- Opening Delimiter -

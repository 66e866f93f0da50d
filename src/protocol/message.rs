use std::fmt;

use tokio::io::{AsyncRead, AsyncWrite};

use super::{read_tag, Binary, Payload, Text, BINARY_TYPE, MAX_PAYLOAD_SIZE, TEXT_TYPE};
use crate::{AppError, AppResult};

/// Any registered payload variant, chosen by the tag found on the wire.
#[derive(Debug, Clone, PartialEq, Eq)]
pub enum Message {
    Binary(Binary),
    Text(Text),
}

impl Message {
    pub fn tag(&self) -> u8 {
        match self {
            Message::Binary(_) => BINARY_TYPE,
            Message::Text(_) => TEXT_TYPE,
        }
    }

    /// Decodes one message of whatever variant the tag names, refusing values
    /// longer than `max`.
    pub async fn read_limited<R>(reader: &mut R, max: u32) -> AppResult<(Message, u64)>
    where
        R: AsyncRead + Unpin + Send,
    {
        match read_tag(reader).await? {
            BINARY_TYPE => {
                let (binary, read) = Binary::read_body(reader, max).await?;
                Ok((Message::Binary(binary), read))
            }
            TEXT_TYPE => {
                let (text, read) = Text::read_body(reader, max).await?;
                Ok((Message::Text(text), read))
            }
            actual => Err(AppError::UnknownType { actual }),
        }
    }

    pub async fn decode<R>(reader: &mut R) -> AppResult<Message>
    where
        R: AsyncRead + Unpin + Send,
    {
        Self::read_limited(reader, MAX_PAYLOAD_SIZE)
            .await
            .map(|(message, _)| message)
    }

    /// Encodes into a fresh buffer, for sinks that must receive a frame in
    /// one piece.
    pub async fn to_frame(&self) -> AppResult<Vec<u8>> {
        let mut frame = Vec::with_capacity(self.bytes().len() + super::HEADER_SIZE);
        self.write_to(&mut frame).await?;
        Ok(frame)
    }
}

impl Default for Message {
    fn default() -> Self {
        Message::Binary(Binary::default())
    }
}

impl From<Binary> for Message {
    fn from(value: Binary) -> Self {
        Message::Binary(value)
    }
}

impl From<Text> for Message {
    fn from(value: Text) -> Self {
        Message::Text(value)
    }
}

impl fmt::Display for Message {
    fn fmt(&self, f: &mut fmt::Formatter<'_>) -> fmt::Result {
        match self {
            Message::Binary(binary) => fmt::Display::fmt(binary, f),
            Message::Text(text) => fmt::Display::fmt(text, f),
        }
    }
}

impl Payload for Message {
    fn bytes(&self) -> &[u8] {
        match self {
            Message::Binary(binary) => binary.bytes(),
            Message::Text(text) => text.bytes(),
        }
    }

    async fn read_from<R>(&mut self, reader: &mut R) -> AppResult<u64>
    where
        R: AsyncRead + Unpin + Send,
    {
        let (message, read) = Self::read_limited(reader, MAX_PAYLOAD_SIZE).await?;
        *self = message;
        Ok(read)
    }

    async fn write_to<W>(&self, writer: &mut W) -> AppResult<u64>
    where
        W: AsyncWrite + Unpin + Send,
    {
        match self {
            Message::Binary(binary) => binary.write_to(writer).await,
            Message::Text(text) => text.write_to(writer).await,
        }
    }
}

- Closing Delimiter -
- Opening Delimiter -

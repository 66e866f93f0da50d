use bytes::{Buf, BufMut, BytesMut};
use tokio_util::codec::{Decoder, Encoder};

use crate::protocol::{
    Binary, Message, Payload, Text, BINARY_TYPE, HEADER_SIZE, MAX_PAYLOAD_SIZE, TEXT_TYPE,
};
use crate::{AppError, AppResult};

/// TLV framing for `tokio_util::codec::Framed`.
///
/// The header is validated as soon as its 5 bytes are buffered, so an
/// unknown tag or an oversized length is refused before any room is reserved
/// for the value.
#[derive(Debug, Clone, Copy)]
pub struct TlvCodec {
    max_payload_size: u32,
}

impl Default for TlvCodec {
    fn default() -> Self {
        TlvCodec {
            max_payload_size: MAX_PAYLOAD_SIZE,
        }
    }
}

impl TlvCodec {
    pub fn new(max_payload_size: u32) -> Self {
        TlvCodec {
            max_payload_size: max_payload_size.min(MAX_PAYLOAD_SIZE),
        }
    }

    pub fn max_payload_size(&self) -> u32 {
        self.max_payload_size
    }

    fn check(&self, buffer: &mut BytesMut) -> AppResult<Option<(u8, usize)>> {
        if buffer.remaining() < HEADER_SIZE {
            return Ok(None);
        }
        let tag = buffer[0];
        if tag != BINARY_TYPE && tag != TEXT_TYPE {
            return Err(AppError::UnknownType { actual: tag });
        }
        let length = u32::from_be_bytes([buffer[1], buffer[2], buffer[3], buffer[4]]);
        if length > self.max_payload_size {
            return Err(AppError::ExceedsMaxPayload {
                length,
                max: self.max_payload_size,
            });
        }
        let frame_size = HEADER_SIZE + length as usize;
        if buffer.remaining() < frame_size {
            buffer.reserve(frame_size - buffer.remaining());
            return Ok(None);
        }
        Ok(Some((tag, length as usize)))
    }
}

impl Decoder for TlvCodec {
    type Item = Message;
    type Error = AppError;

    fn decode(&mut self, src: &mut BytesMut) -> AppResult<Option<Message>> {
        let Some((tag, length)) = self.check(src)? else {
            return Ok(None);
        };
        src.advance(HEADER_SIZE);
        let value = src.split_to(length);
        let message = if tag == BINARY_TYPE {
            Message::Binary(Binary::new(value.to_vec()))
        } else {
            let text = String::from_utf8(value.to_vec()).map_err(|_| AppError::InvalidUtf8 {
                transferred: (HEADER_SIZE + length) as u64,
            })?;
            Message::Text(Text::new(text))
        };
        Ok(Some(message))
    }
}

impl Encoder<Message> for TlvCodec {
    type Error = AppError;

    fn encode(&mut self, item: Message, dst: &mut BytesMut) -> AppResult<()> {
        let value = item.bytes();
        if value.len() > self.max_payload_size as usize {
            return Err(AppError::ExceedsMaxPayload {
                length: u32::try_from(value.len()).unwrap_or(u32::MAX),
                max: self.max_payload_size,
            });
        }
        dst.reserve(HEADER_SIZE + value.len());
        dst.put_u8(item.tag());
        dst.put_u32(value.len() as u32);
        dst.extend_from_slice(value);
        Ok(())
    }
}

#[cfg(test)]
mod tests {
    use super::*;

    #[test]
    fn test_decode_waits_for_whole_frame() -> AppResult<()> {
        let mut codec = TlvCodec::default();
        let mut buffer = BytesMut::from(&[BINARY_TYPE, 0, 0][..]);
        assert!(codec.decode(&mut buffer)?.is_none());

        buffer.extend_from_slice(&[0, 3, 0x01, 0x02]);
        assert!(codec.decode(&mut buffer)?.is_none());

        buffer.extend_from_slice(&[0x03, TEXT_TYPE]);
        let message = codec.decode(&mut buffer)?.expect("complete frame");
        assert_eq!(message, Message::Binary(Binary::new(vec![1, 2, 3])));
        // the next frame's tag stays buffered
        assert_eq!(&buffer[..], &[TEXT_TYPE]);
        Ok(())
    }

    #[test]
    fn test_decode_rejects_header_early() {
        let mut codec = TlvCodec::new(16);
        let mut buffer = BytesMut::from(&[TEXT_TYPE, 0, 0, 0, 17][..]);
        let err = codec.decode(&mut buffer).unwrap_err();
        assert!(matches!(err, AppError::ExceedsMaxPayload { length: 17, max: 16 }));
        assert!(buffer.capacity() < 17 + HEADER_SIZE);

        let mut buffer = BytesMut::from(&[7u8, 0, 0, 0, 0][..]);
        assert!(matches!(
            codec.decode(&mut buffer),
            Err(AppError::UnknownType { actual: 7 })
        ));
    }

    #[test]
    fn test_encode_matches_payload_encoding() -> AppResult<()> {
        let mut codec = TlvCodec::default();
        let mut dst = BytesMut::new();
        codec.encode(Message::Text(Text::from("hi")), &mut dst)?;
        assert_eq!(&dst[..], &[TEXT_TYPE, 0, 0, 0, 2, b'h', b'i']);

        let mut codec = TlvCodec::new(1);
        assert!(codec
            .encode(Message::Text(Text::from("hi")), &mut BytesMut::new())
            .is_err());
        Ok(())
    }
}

- Closing Delimiter -
- Opening Delimiter -

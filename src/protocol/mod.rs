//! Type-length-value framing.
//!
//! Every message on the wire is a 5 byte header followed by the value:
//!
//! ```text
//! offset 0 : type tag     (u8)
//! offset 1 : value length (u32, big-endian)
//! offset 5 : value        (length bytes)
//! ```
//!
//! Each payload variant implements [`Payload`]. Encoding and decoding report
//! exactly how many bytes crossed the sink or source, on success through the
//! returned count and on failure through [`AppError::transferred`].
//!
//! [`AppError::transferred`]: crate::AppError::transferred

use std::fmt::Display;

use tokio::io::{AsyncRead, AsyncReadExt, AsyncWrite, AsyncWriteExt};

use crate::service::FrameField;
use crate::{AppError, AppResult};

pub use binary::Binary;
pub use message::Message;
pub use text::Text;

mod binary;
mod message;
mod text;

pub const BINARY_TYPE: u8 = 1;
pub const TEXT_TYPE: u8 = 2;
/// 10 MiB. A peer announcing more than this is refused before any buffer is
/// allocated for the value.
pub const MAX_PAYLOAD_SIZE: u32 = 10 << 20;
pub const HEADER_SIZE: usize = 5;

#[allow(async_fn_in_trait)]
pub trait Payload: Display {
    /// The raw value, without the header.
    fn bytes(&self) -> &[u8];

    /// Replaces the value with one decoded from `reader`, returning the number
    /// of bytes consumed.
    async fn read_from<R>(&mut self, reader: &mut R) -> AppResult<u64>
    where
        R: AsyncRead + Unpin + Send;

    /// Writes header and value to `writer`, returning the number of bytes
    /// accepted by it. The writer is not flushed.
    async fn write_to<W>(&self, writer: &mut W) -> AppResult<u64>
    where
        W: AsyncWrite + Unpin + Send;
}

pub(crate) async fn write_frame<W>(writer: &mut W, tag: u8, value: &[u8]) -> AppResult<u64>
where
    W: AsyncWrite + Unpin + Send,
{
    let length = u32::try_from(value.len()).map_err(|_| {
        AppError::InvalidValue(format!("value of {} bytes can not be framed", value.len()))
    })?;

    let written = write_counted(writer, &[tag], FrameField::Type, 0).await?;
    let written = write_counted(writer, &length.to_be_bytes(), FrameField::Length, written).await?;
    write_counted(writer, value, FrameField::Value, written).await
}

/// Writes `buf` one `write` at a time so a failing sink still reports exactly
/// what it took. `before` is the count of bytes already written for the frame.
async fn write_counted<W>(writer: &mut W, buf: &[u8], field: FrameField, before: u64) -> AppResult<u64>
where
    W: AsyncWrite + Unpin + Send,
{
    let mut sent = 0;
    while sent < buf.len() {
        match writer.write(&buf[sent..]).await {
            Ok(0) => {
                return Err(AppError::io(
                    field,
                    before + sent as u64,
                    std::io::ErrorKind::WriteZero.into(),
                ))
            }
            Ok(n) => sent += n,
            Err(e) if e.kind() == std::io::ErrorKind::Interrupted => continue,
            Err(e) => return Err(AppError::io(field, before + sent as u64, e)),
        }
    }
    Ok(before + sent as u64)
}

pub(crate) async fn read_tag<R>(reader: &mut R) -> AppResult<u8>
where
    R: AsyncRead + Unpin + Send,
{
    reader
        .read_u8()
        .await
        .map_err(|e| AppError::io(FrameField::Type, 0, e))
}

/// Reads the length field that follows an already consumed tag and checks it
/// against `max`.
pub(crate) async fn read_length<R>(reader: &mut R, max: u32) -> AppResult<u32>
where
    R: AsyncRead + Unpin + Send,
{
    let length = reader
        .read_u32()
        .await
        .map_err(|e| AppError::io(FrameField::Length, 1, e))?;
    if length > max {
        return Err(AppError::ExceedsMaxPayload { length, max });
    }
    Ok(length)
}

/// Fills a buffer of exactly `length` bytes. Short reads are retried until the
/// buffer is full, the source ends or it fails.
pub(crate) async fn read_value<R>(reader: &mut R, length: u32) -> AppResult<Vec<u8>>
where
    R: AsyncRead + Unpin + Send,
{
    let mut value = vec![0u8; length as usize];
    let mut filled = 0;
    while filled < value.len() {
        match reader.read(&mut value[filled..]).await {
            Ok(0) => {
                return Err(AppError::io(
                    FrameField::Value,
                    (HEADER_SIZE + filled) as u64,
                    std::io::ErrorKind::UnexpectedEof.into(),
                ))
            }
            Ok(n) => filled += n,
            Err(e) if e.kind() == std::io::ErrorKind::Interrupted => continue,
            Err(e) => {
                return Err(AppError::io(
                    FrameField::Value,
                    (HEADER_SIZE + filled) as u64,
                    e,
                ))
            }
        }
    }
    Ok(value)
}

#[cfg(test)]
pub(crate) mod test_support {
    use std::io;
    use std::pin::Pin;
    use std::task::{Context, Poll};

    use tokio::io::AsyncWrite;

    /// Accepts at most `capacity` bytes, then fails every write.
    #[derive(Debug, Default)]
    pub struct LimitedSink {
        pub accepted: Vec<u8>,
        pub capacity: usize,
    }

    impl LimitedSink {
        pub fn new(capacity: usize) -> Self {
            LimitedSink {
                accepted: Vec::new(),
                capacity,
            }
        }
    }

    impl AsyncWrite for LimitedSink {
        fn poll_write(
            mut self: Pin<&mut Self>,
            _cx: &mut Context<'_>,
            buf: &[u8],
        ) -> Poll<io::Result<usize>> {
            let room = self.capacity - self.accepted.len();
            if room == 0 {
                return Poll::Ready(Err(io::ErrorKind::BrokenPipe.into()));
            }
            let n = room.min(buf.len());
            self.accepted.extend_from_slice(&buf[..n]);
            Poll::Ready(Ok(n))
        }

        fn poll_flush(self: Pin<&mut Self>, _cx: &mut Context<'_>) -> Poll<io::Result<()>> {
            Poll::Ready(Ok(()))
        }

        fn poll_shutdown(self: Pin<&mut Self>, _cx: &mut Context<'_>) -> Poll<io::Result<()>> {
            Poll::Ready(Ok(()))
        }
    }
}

- Closing Delimiter -

§ Exercise requirements
Look through the material above for the word "while" and copy every line that has it.

§ Response for this exercise
    while sent < buf.len() {
    while filled < value.len() {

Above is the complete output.